Supplied records:
• • • • • • •
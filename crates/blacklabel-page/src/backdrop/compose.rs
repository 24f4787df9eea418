use std::f32::consts::FRAC_PI_2;

use glam::Vec3;

use blacklabel_engine::coords::Viewport;
use blacklabel_engine::gfx::{
    Engine, EngineError, Geometry, Light, LightKey, Mesh, MeshKey, PerspectiveCamera, Scene,
    StandardMaterial, Transform,
};

use super::motion::MotionFrame;
use super::{BackdropConfig, ResourceLedger};

/// The composed scene plus handles to the parts that move.
#[derive(Debug, Clone)]
pub struct SceneRig {
    pub scene: Scene,
    pub camera: PerspectiveCamera,
    key: LightKey,
    fill: Option<LightKey>,
    /// Turntable meshes with their resting yaw.
    spinning: Vec<(MeshKey, f32)>,
}

impl SceneRig {
    /// Builds the scene graph, creating one geometry and one material per
    /// mesh. Every created resource is recorded in `ledger` before the next
    /// creation, so a failure leaves the ledger holding exactly what exists.
    pub fn compose(
        engine: &mut dyn Engine,
        config: &BackdropConfig,
        size: Viewport,
        ledger: &mut ResourceLedger,
    ) -> Result<Self, EngineError> {
        let mut scene = Scene::new(config.background);
        scene.fog = config.fog;

        let lights = &config.lights;
        let hemi = &lights.hemisphere;
        scene.add_light(Light::hemisphere(hemi.sky, hemi.ground, hemi.intensity));

        let k = &lights.key;
        let key = scene.add_light(
            Light::spot(k.color, k.intensity, k.distance, k.angle, k.penumbra, k.decay)
                .at(k.position)
                .aimed_at(k.target),
        );

        let fill = lights.fill.map(|f| {
            scene.add_light(Light::point(f.color, f.intensity, f.distance, f.decay).at(f.position))
        });

        let floor = &config.floor;
        let floor_transform = Transform::from_position(Vec3::new(0.0, floor.y, 0.0))
            .with_rotation(Vec3::new(-FRAC_PI_2, 0.0, 0.0));
        add_mesh(
            engine,
            ledger,
            &mut scene,
            Geometry::Plane { width: floor.size, height: floor.size },
            StandardMaterial::new(floor.color, floor.roughness, floor.metalness),
            floor_transform,
        )?;

        let mut spinning = Vec::new();
        for prop in &config.props {
            let transform = Transform::from_position(prop.position).with_rotation(prop.rotation);
            let mesh = add_mesh(
                engine,
                ledger,
                &mut scene,
                prop.geometry,
                StandardMaterial::new(prop.color, prop.roughness, prop.metalness),
                transform,
            )?;
            if prop.on_turntable {
                spinning.push((mesh, prop.rotation.y));
            }
        }

        let cam = &config.camera;
        let aspect = size.aspect().unwrap_or(1.0);
        let mut camera = PerspectiveCamera::new(cam.fov_y_degrees, aspect, cam.near, cam.far);
        camera.position = cam.position;
        camera.look_at(cam.look_at);

        Ok(Self { scene, camera, key, fill, spinning })
    }

    /// Writes one frame's poses into the scene and camera.
    pub fn apply(&mut self, frame: &MotionFrame) {
        self.camera.position = frame.camera_position;
        self.camera.look_at(frame.look_at);

        if let Some(key) = self.scene.light_mut(self.key) {
            key.position = frame.key_position;
        }
        if let (Some(fill), Some(pos)) = (self.fill, frame.fill_position)
            && let Some(light) = self.scene.light_mut(fill)
        {
            light.position = pos;
        }
        for &(mesh, rest_yaw) in &self.spinning {
            if let Some(m) = self.scene.mesh_mut(mesh) {
                m.transform.rotation.y = rest_yaw + frame.turntable_yaw;
            }
        }
    }

    /// Applies a new surface size to the camera. Sizes without a usable
    /// aspect ratio leave the projection untouched.
    pub fn resize(&mut self, size: Viewport) -> bool {
        let Some(aspect) = size.aspect() else {
            log::debug!("backdrop: keeping aspect {} for {size:?}", self.camera.aspect);
            return false;
        };
        self.camera.set_aspect(aspect);
        self.camera.update_projection_matrix();
        true
    }
}

fn add_mesh(
    engine: &mut dyn Engine,
    ledger: &mut ResourceLedger,
    scene: &mut Scene,
    geometry: Geometry,
    material: StandardMaterial,
    transform: Transform,
) -> Result<MeshKey, EngineError> {
    let geometry = engine.create_geometry(geometry)?;
    ledger.record(geometry);
    let material = engine.create_material(material)?;
    ledger.record(material);
    Ok(scene.add_mesh(Mesh::new(geometry, material, transform)))
}

#[cfg(test)]
mod tests {
    use super::*;
    use crate::backdrop::motion;
    use blacklabel_engine::gfx::HeadlessEngine;

    fn rig(config: &BackdropConfig) -> (SceneRig, HeadlessEngine, ResourceLedger) {
        let mut engine = HeadlessEngine::new();
        let mut ledger = ResourceLedger::new();
        let rig = SceneRig::compose(&mut engine, config, Viewport::new(1024.0, 768.0), &mut ledger)
            .unwrap();
        (rig, engine, ledger)
    }

    #[test]
    fn composes_lights_floor_and_props() {
        let config = BackdropConfig::default();
        let (rig, engine, ledger) = rig(&config);
        assert_eq!(rig.scene.lights().len(), 3);
        assert_eq!(rig.scene.meshes().len(), 1 + config.props.len());
        assert_eq!(ledger.len(), 2 * (1 + config.props.len()));
        assert_eq!(engine.live_count(), ledger.len());
        assert!((rig.camera.aspect - 1024.0 / 768.0).abs() < 1e-6);
        assert_eq!(rig.camera.target(), config.camera.look_at);
    }

    #[test]
    fn floor_lies_flat_below_the_origin() {
        let (rig, _, _) = rig(&BackdropConfig::bare());
        let floor = rig.scene.meshes()[0].transform;
        let up = floor.matrix().transform_vector3(Vec3::Z);
        assert!((up - Vec3::Y).length() < 1e-5);
        assert_eq!(floor.position.y, -1.6);
    }

    #[test]
    fn apply_moves_camera_lights_and_turntable() {
        let config = BackdropConfig::default();
        let (mut rig, _, _) = rig(&config);
        let frame = motion::sample(&config, 2.0);
        rig.apply(&frame);

        assert_eq!(rig.camera.position, frame.camera_position);
        assert_eq!(rig.scene.light(rig.key).map(|l| l.position), Some(frame.key_position));
        assert_eq!(rig.scene.light(rig.fill.unwrap()).map(|l| l.position), frame.fill_position);
        let (mesh, _) = rig.spinning[0];
        assert_eq!(rig.scene.mesh(mesh).unwrap().transform.rotation.y, frame.turntable_yaw);
    }

    #[test]
    fn resize_ignores_zero_height() {
        let (mut rig, _, _) = rig(&BackdropConfig::bare());
        let before = rig.camera;
        assert!(!rig.resize(Viewport::new(800.0, 0.0)));
        assert_eq!(rig.camera, before);
        assert!(rig.resize(Viewport::new(800.0, 400.0)));
        assert_eq!(rig.camera.aspect, 2.0);
    }

    #[test]
    fn failure_leaves_ledger_matching_live_resources() {
        let mut engine = HeadlessEngine::failing_after(3);
        let mut ledger = ResourceLedger::new();
        let result = SceneRig::compose(
            &mut engine,
            &BackdropConfig::default(),
            Viewport::new(800.0, 600.0),
            &mut ledger,
        );
        assert!(result.is_err());
        assert_eq!(ledger.len(), 3);
        assert_eq!(engine.live_count(), 3);
    }
}
/// Handle for one pending animation-frame request.
#[derive(Debug, Copy, Clone, Eq, PartialEq, Hash, Ord, PartialOrd)]
pub struct FrameRequestId(u64);

/// One-shot "next display refresh" requests.
///
/// The runtime drains due requests once per redraw with [`take_due`] and
/// dispatches them; anything requested during dispatch waits for the next
/// refresh. Ids are never reused, so a stale id can never cancel a newer
/// request.
///
/// [`take_due`]: FrameScheduler::take_due
#[derive(Debug, Default)]
pub struct FrameScheduler {
    next_id: u64,
    pending: Vec<FrameRequestId>,
}

impl FrameScheduler {
    pub fn new() -> Self {
        Self::default()
    }

    /// Queues a callback for the next refresh.
    pub fn request_frame(&mut self) -> FrameRequestId {
        self.next_id += 1;
        let id = FrameRequestId(self.next_id);
        self.pending.push(id);
        id
    }

    /// Cancels a pending request.
    ///
    /// Returns `false` for ids that already fired, were already cancelled or
    /// never existed. Never fails.
    pub fn cancel_frame(&mut self, id: FrameRequestId) -> bool {
        match self.pending.iter().position(|&p| p == id) {
            Some(i) => {
                self.pending.remove(i);
                true
            }
            None => false,
        }
    }

    pub fn is_pending(&self, id: FrameRequestId) -> bool {
        self.pending.contains(&id)
    }

    pub fn pending_count(&self) -> usize {
        self.pending.len()
    }

    /// Drains the requests due this refresh, in request order.
    pub fn take_due(&mut self) -> Vec<FrameRequestId> {
        std::mem::take(&mut self.pending)
    }
}
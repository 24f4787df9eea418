//! Black Label engine crate.
//!
//! Platform + GPU runtime pieces used by the page layer: the winit/wgpu
//! window loop, host environment services (frame scheduling, resize
//! notification, containers), the `gfx` 3D scene abstraction and its
//! backends.

pub mod device;
pub mod window;
pub mod time;
pub mod core;
pub mod host;
pub mod gfx;

pub mod logging;
pub mod coords;
pub mod render;
pub mod paint;
pub mod draw;
pub mod text;
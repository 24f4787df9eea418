use super::Resource;

/// Errors raised by [`Engine`](super::Engine) backends.
#[derive(Debug, Clone, PartialEq, thiserror::Error)]
pub enum EngineError {
    #[error("unknown or already disposed {0}")]
    UnknownResource(Resource),

    #[error("invalid geometry: {0}")]
    InvalidGeometry(String),

    #[error("invalid material: {0}")]
    InvalidMaterial(String),

    #[error("could not create {0}")]
    CreationFailed(String),
}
• • • • • • •
Exercise prompt:
Stop at the line containing "for prop in". Please print exactly every line before it from the start of the records, plus that line itself, and nothing else.

Response box:
filename crates/blacklabel-page/src/backdrop/compose.rs
repository 24f4787df9eea418
use std::f32::consts::FRAC_PI_2;

use glam::Vec3;

use blacklabel_engine::coords::Viewport;
use blacklabel_engine::gfx::{
    Engine, EngineError, Geometry, Light, LightKey, Mesh, MeshKey, PerspectiveCamera, Scene,
    StandardMaterial, Transform,
};

use super::motion::MotionFrame;
use super::{BackdropConfig, ResourceLedger};

/// The composed scene plus handles to the parts that move.
#[derive(Debug, Clone)]
pub struct SceneRig {
    pub scene: Scene,
    pub camera: PerspectiveCamera,
    key: LightKey,
    fill: Option<LightKey>,
    /// Turntable meshes with their resting yaw.
    spinning: Vec<(MeshKey, f32)>,
}

impl SceneRig {
    /// Builds the scene graph, creating one geometry and one material per
    /// mesh. Every created resource is recorded in `ledger` before the next
    /// creation, so a failure leaves the ledger holding exactly what exists.
    pub fn compose(
        engine: &mut dyn Engine,
        config: &BackdropConfig,
        size: Viewport,
        ledger: &mut ResourceLedger,
    ) -> Result<Self, EngineError> {
        let mut scene = Scene::new(config.background);
        scene.fog = config.fog;

        let lights = &config.lights;
        let hemi = &lights.hemisphere;
        scene.add_light(Light::hemisphere(hemi.sky, hemi.ground, hemi.intensity));

        let k = &lights.key;
        let key = scene.add_light(
            Light::spot(k.color, k.intensity, k.distance, k.angle, k.penumbra, k.decay)
                .at(k.position)
                .aimed_at(k.target),
        );

        let fill = lights.fill.map(|f| {
            scene.add_light(Light::point(f.color, f.intensity, f.distance, f.decay).at(f.position))
        });

        let floor = &config.floor;
        let floor_transform = Transform::from_position(Vec3::new(0.0, floor.y, 0.0))
            .with_rotation(Vec3::new(-FRAC_PI_2, 0.0, 0.0));
        add_mesh(
            engine,
            ledger,
            &mut scene,
            Geometry::Plane { width: floor.size, height: floor.size },
            StandardMaterial::new(floor.color, floor.roughness, floor.metalness),
            floor_transform,
        )?;

        let mut spinning = Vec::new();
        for prop in &config.props {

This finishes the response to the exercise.